This exercise provided courtesy of Billy Polson, founder and co-owner of DIAKADI Body training gym, voted best personal training gym in San Francisco by CitySearch in 2006.
Add the medicine ball to a classic abdominal crunch to get an extra punch. Alternate holding the ball in your hands and with your legs to push both your upper and lower abs to the limit.
Lie on your back on the floor and bring your legs up into the air such that your hips and knees are bent at a 90-degree angle. You should try them first without wall support, but if they are too difficult for you and you feel you need to, you may rest your feet flat against a wall for support, as shown in the photos accompanying this article. Your thighs should be vertical and your calves parallel to the floor. Keep your feet together. With a medicine ball in your hands, bring your arms overhead until they are resting on the floor above your head, fully extended (see Photo 1).
- From the starting position, bring your arms directly up and forward over your body as you bring your shoulders off the floor. At the top of your lift, place the medicine ball on your legs, cradled between your shins and your shoe laces (see Photo 2).
- Leaving the ball resting on your legs, lower your upper body back to the floor, keeping your arms extended and bringing them overhead as you lower your shoulders back to the floor. You will end up back in the starting position, but with the ball now resting on your feet (see Photo 3).
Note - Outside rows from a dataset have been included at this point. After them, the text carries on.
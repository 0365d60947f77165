// Copyright (c) 2025 Geoffrey Huntley <ghuntley@ghuntley.com>. All rights reserved.
// SPDX-License-Identifier: Proprietary

//! Error types for the GitHub App gateway.

use cla_common_http::RetryableError;
use thiserror::Error;

/// Errors that can occur when interacting with the GitHub App API.
#[derive(Debug, Error)]
pub enum GithubAppError {
	/// Network-level error during HTTP communication.
	#[error("Network error: {0}")]
	Network(#[from] reqwest::Error),

	/// Request timed out.
	#[error("Request timed out")]
	Timeout,

	/// Invalid installation token or app configuration.
	#[error("Unauthorized or invalid app configuration")]
	Unauthorized,

	/// Forbidden - insufficient permissions.
	#[error("Forbidden or insufficient permissions")]
	Forbidden,

	/// Rate limit exceeded on GitHub's side.
	#[error("Rate limit exceeded")]
	RateLimited,

	/// The client-side non-blocking limiter refused the call.
	#[error("Request dropped by the non-blocking limiter")]
	LimiterDropped,

	/// GitHub API returned an error.
	#[error("GitHub API error: {status} - {message}")]
	ApiError { status: u16, message: String },

	/// The repository has no branch with this name.
	#[error("Branch {branch} not found in {owner}/{repo}")]
	BranchNotFound {
		owner: String,
		repo: String,
		branch: String,
	},

	/// Invalid or unparseable response.
	#[error("Invalid response from GitHub: {0}")]
	InvalidResponse(String),

	/// Configuration error.
	#[error("Configuration error: {0}")]
	Config(String),

	/// JWT signing/encoding error.
	#[error("JWT error: {0}")]
	Jwt(String),
}

impl RetryableError for GithubAppError {
	fn is_retryable(&self) -> bool {
		match self {
			GithubAppError::Network(e) => e.is_retryable(),
			GithubAppError::Timeout => true,
			GithubAppError::RateLimited => true,
			GithubAppError::ApiError { status, .. } => *status >= 500,
			_ => false,
		}
	}
}

impl GithubAppError {
	/// Create an API error from status code and message.
	pub fn api_error(status: u16, message: impl Into<String>) -> Self {
		Self::ApiError {
			status,
			message: message.into(),
		}
	}

	pub fn branch_not_found(
		owner: impl Into<String>,
		repo: impl Into<String>,
		branch: impl Into<String>,
	) -> Self {
		Self::BranchNotFound {
			owner: owner.into(),
			repo: repo.into(),
			branch: branch.into(),
		}
	}

	/// True for a 404 from GitHub.
	pub fn is_not_found(&self) -> bool {
		matches!(self, GithubAppError::ApiError { status: 404, .. })
	}

	/// Failures a caller may repeat later without changing the request.
	pub fn is_transient(&self) -> bool {
		self.is_retryable() || matches!(self, GithubAppError::LimiterDropped)
	}
}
- With the ball still resting in the pocket of your shins and feet, again raise your arms up overhead and bring your shoulders off the floor in a crunch. At the top of your motion, grab the ball back in your hands, and once again lower to the floor, now with the ball again in your hands (see Photo 4). Continue performing crunches, swapping the ball between your legs and hands, until you have completed 20 transfers for a full set.